Haunt London are excited and proud to be putting on two talks on London Suffragettes.
£5
The Hollowayettes: the Suffragettes at Holloway Prison
On 21 June 1906 a twenty-nine-year-old woman from Lancashire became the first suffragette to be sent to Holloway Prison, the most infamous jail for women in Europe.
Over the following eight years, Holloway became a graduating university for militants, and the suffragettes’ experience would forever change the way the British public viewed the incarceration of women.
But while the popular image remains one of forcible feeding, Bad Girls tells of their resistance to prison discipline, culminating in a bomb attack of 1913.
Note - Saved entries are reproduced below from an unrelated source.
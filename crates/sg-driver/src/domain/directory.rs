//! # File Directory
//!
//! Open-file table: handle → record, plus the per-file map from local
//! block index to the remote identity holding that block.
//!
//! ## Invariants
//!
//! - A path maps to at most one open handle; reopening an open path
//!   returns the same handle with its cursor reset to zero.
//! - Handles are dense and never reused for a different path while the
//!   first one is open.
//! - Once a block index has an identity it keeps it until close.

use crate::domain::config::SeekPolicy;
use crate::domain::types::{BlockIdentity, FileHandle};
use crate::error::DriverError;
use std::collections::{BTreeMap, HashMap};

/// Bookkeeping for one open file.
#[derive(Debug, Clone)]
pub struct FileRecord {
    handle: FileHandle,
    name: String,
    cursor: u64,
    size: u64,
    blocks: BTreeMap<u64, BlockIdentity>,
}

impl FileRecord {
    fn new(handle: FileHandle, name: &str) -> Self {
        Self {
            handle,
            name: name.to_string(),
            cursor: 0,
            size: 0,
            blocks: BTreeMap::new(),
        }
    }

    pub fn handle(&self) -> FileHandle {
        self.handle
    }

    pub fn name(&self) -> &str {
        &self.name
    }

    pub fn cursor(&self) -> u64 {
        self.cursor
    }

    pub fn size(&self) -> u64 {
        self.size
    }

    pub fn block_count(&self) -> usize {
        self.blocks.len()
    }

    /// Identity assigned to local block `index`, if created.
    pub fn block(&self, index: u64) -> Option<BlockIdentity> {
        self.blocks.get(&index).copied()
    }

    /// All assigned blocks in index order.
    pub fn blocks(&self) -> impl Iterator<Item = (u64, BlockIdentity)> + '_ {
        self.blocks.iter().map(|(index, id)| (*index, *id))
    }

    pub(crate) fn set_cursor(&mut self, cursor: u64) {
        self.cursor = cursor;
    }

    /// Grow the logical size to cover `end`. Never shrinks.
    pub(crate) fn extend_to(&mut self, end: u64) {
        self.size = self.size.max(end);
    }
}

/// Handle-addressed table of open files.
#[derive(Debug, Default)]
pub struct FileDirectory {
    files: HashMap<FileHandle, FileRecord>,
    by_name: HashMap<String, FileHandle>,
    next_handle: FileHandle,
}

impl FileDirectory {
    pub fn new() -> Self {
        Self::default()
    }

    /// Open `path`, reusing the existing record if it is already open.
    pub fn open(&mut self, path: &str) -> FileHandle {
        if let Some(&handle) = self.by_name.get(path) {
            if let Some(record) = self.files.get_mut(&handle) {
                record.cursor = 0;
                return handle;
            }
        }

        let handle = self.next_handle;
        self.next_handle += 1;
        self.files.insert(handle, FileRecord::new(handle, path));
        self.by_name.insert(path.to_string(), handle);
        handle
    }

    /// Close `handle`, dropping its block map. Returns the unlinked record.
    pub fn close(&mut self, handle: FileHandle) -> Result<FileRecord, DriverError> {
        self.check_range(handle)?;
        let record = self
            .files
            .remove(&handle)
            .ok_or(DriverError::FileNotOpen { handle })?;
        self.by_name.remove(&record.name);
        Ok(record)
    }

    pub fn get(&self, handle: FileHandle) -> Result<&FileRecord, DriverError> {
        self.check_range(handle)?;
        self.files
            .get(&handle)
            .ok_or(DriverError::FileNotOpen { handle })
    }

    pub(crate) fn get_mut(&mut self, handle: FileHandle) -> Result<&mut FileRecord, DriverError> {
        self.check_range(handle)?;
        self.files
            .get_mut(&handle)
            .ok_or(DriverError::FileNotOpen { handle })
    }

    /// Identity of local block `index` of `handle`, if created.
    pub fn resolve_block(
        &self,
        handle: FileHandle,
        index: u64,
    ) -> Result<Option<BlockIdentity>, DriverError> {
        Ok(self.get(handle)?.block(index))
    }

    /// Associate local block `index` with `identity`. An index that
    /// already has an identity cannot be reassigned.
    pub fn record_block(
        &mut self,
        handle: FileHandle,
        index: u64,
        identity: BlockIdentity,
    ) -> Result<(), DriverError> {
        let record = self.get_mut(handle)?;
        match record.blocks.get(&index) {
            Some(existing) if *existing == identity => Ok(()),
            Some(_) => Err(DriverError::BlockAlreadyAssigned { handle, index }),
            None => {
                record.blocks.insert(index, identity);
                Ok(())
            }
        }
    }

    /// Move the cursor of `handle` to `offset`.
    ///
    /// `Permissive` reproduces the historical contract: the requested
    /// offset is always reported, but the cursor only moves while it does
    /// not exceed the file size. `Strict` rejects offsets past the size
    /// and otherwise always moves.
    pub fn seek(
        &mut self,
        handle: FileHandle,
        offset: u64,
        policy: SeekPolicy,
    ) -> Result<u64, DriverError> {
        let record = self.get_mut(handle)?;
        match policy {
            SeekPolicy::Permissive => {
                if record.cursor <= record.size {
                    record.cursor = offset;
                }
            }
            SeekPolicy::Strict => {
                if offset > record.size {
                    return Err(DriverError::SeekOutOfRange {
                        offset,
                        size: record.size,
                    });
                }
                record.cursor = offset;
            }
        }
        Ok(offset)
    }

    /// Number of files currently open.
    pub fn open_count(&self) -> usize {
        self.files.len()
    }

    /// Handles ever assigned.
    pub fn assigned_handles(&self) -> usize {
        self.next_handle
    }

    fn check_range(&self, handle: FileHandle) -> Result<(), DriverError> {
        if handle >= self.next_handle {
            return Err(DriverError::InvalidHandle { handle });
        }
        Ok(())
    }
}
Join Caitlin Davies for an illustrated talk on the history of the suffragettes at Holloway, a tale of both victimization and bravery.
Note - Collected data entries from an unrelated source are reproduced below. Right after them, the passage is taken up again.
//! # Outbound Ports (Driven Ports)
//!
//! Dependencies required by the driver.
//!
//! Production: a network client posting frames to the block service.
//! Testing: `InMemoryBlockService` (adapters/memory.rs) or a closure.

use crate::error::TransportError;

/// Moves one serialized request to the block service and returns the
/// serialized response.
///
/// A single blocking call: no pipelining, no retries. Timeout policy, if
/// any, belongs to the implementation.
pub trait BlockTransport: Send {
    fn post(&mut self, request: &[u8]) -> Result<Vec<u8>, TransportError>;
}

impl<F> BlockTransport for F
where
    F: FnMut(&[u8]) -> Result<Vec<u8>, TransportError> + Send,
{
    fn post(&mut self, request: &[u8]) -> Result<Vec<u8>, TransportError> {
        self(request)
    }
}
//! Mutex-serialized driver handle for multi-threaded callers.

use super::SgDriver;
use crate::domain::cache::CacheStats;
use crate::domain::types::FileHandle;
use crate::error::DriverError;
use crate::ports::inbound::ScatterGatherApi;
use crate::ports::outbound::BlockTransport;
use parking_lot::{Mutex, MutexGuard};
use std::sync::Arc;

/// Cloneable handle to one driver session.
///
/// Every entry point takes the same lock, so calls from different threads
/// are applied one at a time in lock order.
pub struct SharedDriver<T: BlockTransport> {
    inner: Arc<Mutex<SgDriver<T>>>,
}

impl<T: BlockTransport> Clone for SharedDriver<T> {
    fn clone(&self) -> Self {
        Self {
            inner: Arc::clone(&self.inner),
        }
    }
}

impl<T: BlockTransport> SharedDriver<T> {
    pub fn new(driver: SgDriver<T>) -> Self {
        Self {
            inner: Arc::new(Mutex::new(driver)),
        }
    }

    /// Lock the session for a sequence of calls that must not interleave.
    pub fn lock(&self) -> MutexGuard<'_, SgDriver<T>> {
        self.inner.lock()
    }

    /// Run `f` with exclusive access to the session.
    pub fn with<R>(&self, f: impl FnOnce(&mut SgDriver<T>) -> R) -> R {
        f(&mut self.inner.lock())
    }
}

impl<T: BlockTransport> ScatterGatherApi for SharedDriver<T> {
    fn open(&mut self, path: &str) -> Result<FileHandle, DriverError> {
        self.inner.lock().open(path)
    }

    fn read(&mut self, handle: FileHandle, buf: &mut [u8]) -> Result<usize, DriverError> {
        self.inner.lock().read(handle, buf)
    }

    fn write(&mut self, handle: FileHandle, buf: &[u8]) -> Result<usize, DriverError> {
        self.inner.lock().write(handle, buf)
    }

    fn seek(&mut self, handle: FileHandle, offset: u64) -> Result<u64, DriverError> {
        self.inner.lock().seek(handle, offset)
    }

    fn close(&mut self, handle: FileHandle) -> Result<(), DriverError> {
        self.inner.lock().close(handle)
    }

    fn shutdown(&mut self) -> Result<CacheStats, DriverError> {
        self.inner.lock().shutdown()
    }
}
Caitlin Davies is a novelist, non-fiction author and award-winning journalist. Bad Girls: A History of Rebels and Renegades is published by John Murray on International Women’s Day, March 8th 2018
East London Suffragettes
In October 1912 Sylvia Pankhurst climbed onto a wooden platform outside an old baker's shop on Bow Road, and painted the words 'VOTES FOR WOMEN' in golden letters above the door. The East London Federation of the Suffragettes sparked a rebellion in the suffragette ranks, and built a mass movement for equality in east London. Get to know these forgotten East End rebels, for whom votes for women were just the beginning.
Sarah Jackson is the author of Voices From History: East London Suffragettes with Rosemary Taylor, and organised the East London Suffragette Festival in 2014.